Efforts to design novel protein catalysts have typically involved modifying naturally occurring proteins for a new purpose. But the resulting proteins are often less than ideal. Now, David Baker of the University of Washington, Seattle; Gaetano T. Montelione of Rutgers University, Piscataway; and coworkers have developed guidelines for designing proteins from the ground up with results that are close to ideal (Nature, DOI: 10.1038/nature11600).
“With this new approach, we can start designing fold and function at the same time,” Baker says. Designing structure and function together, he says, can lead to more active catalysts than existing strategies, which involve starting with naturally occurring protein structures and trying to change their function by embedding new catalytic sites in them.
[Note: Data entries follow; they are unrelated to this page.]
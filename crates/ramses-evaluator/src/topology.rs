//! Request-flow topology of the managed application.
//!
//! An order enters through the entry service, which fans out to payment
//! and delivery (or delivery alone, or straight to the restaurant), and
//! converges on the restaurant service. Failures restart the request.
//!
//! ```text
//!            ┌──────────────────── a_e/denom ──────────────► 2 (payment+delivery) ─┐
//! 0 start ─► 1 entry ── a_e(1−a_p·a_d)/denom ──────────────► 3 (delivery) ─────────┤
//!   ▲        │  └──── a_e(1−a_p·a_d)(1−a_d)/denom ─────────► 4 (restaurant) ◄──────┘
//!   │        └─ 1−a_e ─► 6 failure                           │  a_r      1−a_r
//!   └──────────────────────┘  ◄───────────────────────────────┴─────► 5 success
//!
//! denom = a_p·a_d² − 2·a_p·a_d − a_d + 3
//! 2 → 4 with a_p·a_d, else back to 1;  3 → 4 with a_d, else back to 1
//! ```
//!
//! Each of states 1 to 4 earns, per visit, the candidate's visit cost of
//! the services it traverses divided by the baseline's visit cost of the
//! same services. The visit cost of a service is
//! `w_a·(1 − a) + w_rt·rt/RT_MAX + w_v·v/V_MAX`.

use std::fmt::Write as _;

use ramses_knowledge::QosKind;
use serde::{Deserialize, Serialize};

use crate::error::{EvalError, EvalResult};
use crate::markov::AbsorbingChain;
use crate::snapshot::SystemSnapshot;

pub const START: usize = 0;
pub const ENTRY: usize = 1;
pub const PAYMENT_AND_DELIVERY: usize = 2;
pub const DELIVERY: usize = 3;
pub const RESTAURANT: usize = 4;
pub const SUCCESS: usize = 5;
pub const FAILURE: usize = 6;

/// Service ids playing each role of the request flow.
#[derive(Debug, Clone, PartialEq, Serialize, Deserialize)]
#[serde(default)]
pub struct TopologyConfig {
    pub entry: String,
    pub payment: String,
    pub delivery: String,
    pub restaurant: String,
}

impl Default for TopologyConfig {
    fn default() -> Self {
        Self {
            entry: "ORDERING-SERVICE".to_string(),
            payment: "PAYMENT-PROXY-SERVICE".to_string(),
            delivery: "DELIVERY-PROXY-SERVICE".to_string(),
            restaurant: "RESTAURANT-SERVICE".to_string(),
        }
    }
}

/// Values of one service in a snapshot, normalised for the cost formula.
#[derive(Debug, Clone, Copy)]
struct RoleValues {
    availability: f64,
    response_time: f64,
    vulnerability: f64,
}

#[derive(Debug, Clone)]
pub struct OrderingFlowTopology {
    roles: TopologyConfig,
    response_time_max: f64,
    vulnerability_max: f64,
}

impl OrderingFlowTopology {
    pub fn new(roles: TopologyConfig, response_time_max: f64, vulnerability_max: f64) -> Self {
        Self {
            roles,
            response_time_max,
            vulnerability_max,
        }
    }

    pub fn roles(&self) -> &TopologyConfig {
        &self.roles
    }

    fn values(&self, snapshot: &SystemSnapshot, service_id: &str) -> EvalResult<RoleValues> {
        Ok(RoleValues {
            availability: snapshot.value(service_id, QosKind::Availability)?,
            response_time: snapshot.value(service_id, QosKind::AverageResponseTime)?
                / self.response_time_max,
            vulnerability: snapshot.value(service_id, QosKind::Vulnerability)? / self.vulnerability_max,
        })
    }

    /// Candidate visit cost of `service_id` relative to the baseline.
    fn cost_ratio(
        &self,
        baseline: &SystemSnapshot,
        candidate: &SystemSnapshot,
        service_id: &str,
    ) -> EvalResult<f64> {
        let w = &baseline.weights;
        let cost = |v: RoleValues| {
            w.availability * (1.0 - v.availability)
                + w.average_response_time * v.response_time
                + w.vulnerability * v.vulnerability
        };
        let base = cost(self.values(baseline, service_id)?);
        if base == 0.0 || !base.is_finite() {
            return Err(EvalError::DegenerateBaseline {
                service_id: service_id.to_string(),
            });
        }
        Ok(cost(self.values(candidate, service_id)?) / base)
    }

    /// Build the chain whose transitions follow `candidate` and whose
    /// rewards compare `candidate` against `baseline`.
    pub fn chain(
        &self,
        baseline: &SystemSnapshot,
        candidate: &SystemSnapshot,
    ) -> EvalResult<AbsorbingChain> {
        let r = &self.roles;
        let a_e = candidate.value(&r.entry, QosKind::Availability)?;
        let a_p = candidate.value(&r.payment, QosKind::Availability)?;
        let a_d = candidate.value(&r.delivery, QosKind::Availability)?;
        let a_r = candidate.value(&r.restaurant, QosKind::Availability)?;
        let denom = a_p * a_d * a_d - 2.0 * a_p * a_d - a_d + 3.0;

        let mut chain = AbsorbingChain::new(7);
        chain.add_transition(START, ENTRY, 1.0);
        chain.add_transition(ENTRY, PAYMENT_AND_DELIVERY, a_e / denom);
        chain.add_transition(ENTRY, DELIVERY, a_e * (1.0 - a_p * a_d) / denom);
        chain.add_transition(ENTRY, RESTAURANT, a_e * (1.0 - a_p * a_d) * (1.0 - a_d) / denom);
        chain.add_transition(ENTRY, FAILURE, 1.0 - a_e);
        chain.add_transition(PAYMENT_AND_DELIVERY, RESTAURANT, a_p * a_d);
        chain.add_transition(PAYMENT_AND_DELIVERY, ENTRY, 1.0 - a_p * a_d);
        chain.add_transition(DELIVERY, RESTAURANT, a_d);
        chain.add_transition(DELIVERY, ENTRY, 1.0 - a_d);
        chain.add_transition(RESTAURANT, SUCCESS, a_r);
        chain.add_transition(RESTAURANT, FAILURE, 1.0 - a_r);
        chain.add_transition(SUCCESS, SUCCESS, 1.0);
        chain.add_transition(FAILURE, START, 1.0);

        let entry = self.cost_ratio(baseline, candidate, &r.entry)?;
        let payment = self.cost_ratio(baseline, candidate, &r.payment)?;
        let delivery = self.cost_ratio(baseline, candidate, &r.delivery)?;
        let restaurant = self.cost_ratio(baseline, candidate, &r.restaurant)?;
        chain.set_reward(ENTRY, entry);
        chain.set_reward(PAYMENT_AND_DELIVERY, delivery * payment);
        chain.set_reward(DELIVERY, delivery);
        chain.set_reward(RESTAURANT, restaurant);
        Ok(chain)
    }

    /// Render the same model as a PRISM `dtmc`.
    pub fn prism_model(
        &self,
        baseline: &SystemSnapshot,
        candidate: &SystemSnapshot,
    ) -> EvalResult<String> {
        let r = &self.roles;
        let roles = [
            ("ordering", &r.entry),
            ("payment", &r.payment),
            ("delivery", &r.delivery),
            ("restaurant", &r.restaurant),
        ];
        let mut old = Vec::with_capacity(roles.len());
        let mut new = Vec::with_capacity(roles.len());
        for (name, id) in roles {
            old.push((name, self.values(baseline, id)?));
            new.push((name, self.values(candidate, id)?));
        }

        let w = &baseline.weights;
        let mut m = String::from("dtmc\n\n");
        let _ = writeln!(m, "// availabilities");
        let _ = writeln!(m, "const double w_a = {};", w.availability);
        write_constants(&mut m, "a", &old, &new, |v| v.availability);
        m.push_str(
            "const double denom = (a_payment * a_delivery * a_delivery) - (2 * a_payment * a_delivery) - a_delivery + 3;\n\n",
        );
        let _ = writeln!(m, "// response times");
        let _ = writeln!(m, "const double w_rt = {};", w.average_response_time);
        write_constants(&mut m, "rt", &old, &new, |v| v.response_time);
        m.push('\n');
        let _ = writeln!(m, "// vulnerabilities");
        let _ = writeln!(m, "const double w_v = {};", w.vulnerability);
        write_constants(&mut m, "v", &old, &new, |v| v.vulnerability);
        m.push('\n');

        let ratio = |s: &str| {
            format!(
                "(w_a * (1 - a_{s}) + w_rt * rt_{s} + w_v * v_{s}) / (w_a * (1 - old_a_{s}) + w_rt * old_rt_{s} + w_v * old_v_{s})"
            )
        };
        m.push_str("rewards\n");
        let _ = writeln!(m, "s=1 : {};", ratio("ordering"));
        let _ = writeln!(m, "s=2 : {} * {};", ratio("delivery"), ratio("payment"));
        let _ = writeln!(m, "s=3 : {};", ratio("delivery"));
        let _ = writeln!(m, "s=4 : {};", ratio("restaurant"));
        m.push_str("endrewards\n\n");

        m.push_str("module flow\n");
        m.push_str("\ts : [0..6] init 0;\n\n");
        m.push_str("\t[] s=0 -> 1 : (s'=1);\n");
        m.push_str("\t[] s=1 -> (a_ordering / denom) : (s'=2) + (a_ordering * (1 - a_payment * a_delivery) / denom) : (s'=3) + (a_ordering * (1 - a_payment * a_delivery) * (1 - a_delivery) / denom) : (s'=4) + (1 - a_ordering) : (s'=6);\n");
        m.push_str("\t[] s=2 -> a_payment * a_delivery : (s'=4) + (1 - a_payment * a_delivery) : (s'=1);\n");
        m.push_str("\t[] s=3 -> a_delivery : (s'=4) + (1 - a_delivery) : (s'=1);\n");
        m.push_str("\t[] s=4 -> a_restaurant : (s'=5) + (1 - a_restaurant) : (s'=6);\n");
        m.push_str("\t[] s=5 -> 1 : (s'=5);\n");
        m.push_str("\t[] s=6 -> 1 : (s'=0);\n");
        m.push_str("endmodule\n");
        Ok(m)
    }
}

fn write_constants(
    m: &mut String,
    prefix: &str,
    old: &[(&str, RoleValues)],
    new: &[(&str, RoleValues)],
    pick: fn(&RoleValues) -> f64,
) {
    for (name, v) in old {
        let _ = writeln!(m, "const double old_{prefix}_{name} = {};", pick(v));
    }
    for (name, v) in new {
        let _ = writeln!(m, "const double {prefix}_{name} = {};", pick(v));
    }
}
//! Transfer engine for skiff.
//!
//! This crate decides what a drag or clipboard gesture transfers and where
//! it may land: capturing selections into payloads, tracking drop targets,
//! resolving source references back into entries, and picking non-colliding
//! destination names. The byte-level copy itself is delegated to an
//! external operation backend.

mod carrier;
mod channel;
mod coordinator;
mod dedup;
mod events;
mod local;
mod memory;
mod resolver;
mod session;
mod walker;

pub use carrier::{DragContext, StringCarrier, keys};
pub use channel::{DragChannel, DragChannelData};
pub use coordinator::{DropCandidate, DropCoordinator, DropState, TargetKind, WidgetId};
pub use dedup::deduplicate_path;
pub use events::{DropEvent, TransferEvent};
pub use local::LocalVolume;
pub use memory::MemoryVolume;
pub use resolver::resolve_all;
pub use session::{DragModifiers, PasteOutcome, SessionState, TransferSession};
pub use walker::walk;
“For an active site, you really need to have all the catalytic groups in exactly the right place. When you reuse a backbone that evolved for something else, the backbone won’t be placed exactly where you need it to be,” he says. “If you’re building the protein from scratch and you have high-precision control over the position of the backbone, you really can get the geometry exact.”
Baker’s team came up with rules that describe the junctions between adjacent structural elements such as α-helices and β-strands. The rules depend on the chirality of ββ units and the orientation of αβ and βα units—characteristics that are dictated by the length of each structural element and the loops that connect them.
Notably, these rules are mostly independent of the amino acid sequences. “A lot can be controlled before you even get to the point of thinking about the details of the sequence, simply by controlling the length of the secondary structure elements and by controlling the length of the turns,” Baker says. Monte Carlo simulations can then identify the best sequence for the chosen backbone.
Baker and coworkers designed a variety of proteins using the rules. They then enlisted volunteers using the distributed computing project Rosetta@home to predict the proteins’ lowest energy structures. They chose five proteins whose predicted structure matched the designed structure, expressed them in bacteria, and obtained their structure using NMR spectroscopy. They found that the actual structures also matched the design.
William F. DeGrado, professor of pharmaceutical chemistry at the University of California, San Francisco, calls the rules a “new, comprehensive, and exciting approach for de novo protein design.”
Next up, Baker and colleagues plan to incorporate catalytic sites into the scaffolds they have designed, none of which actually have active sites.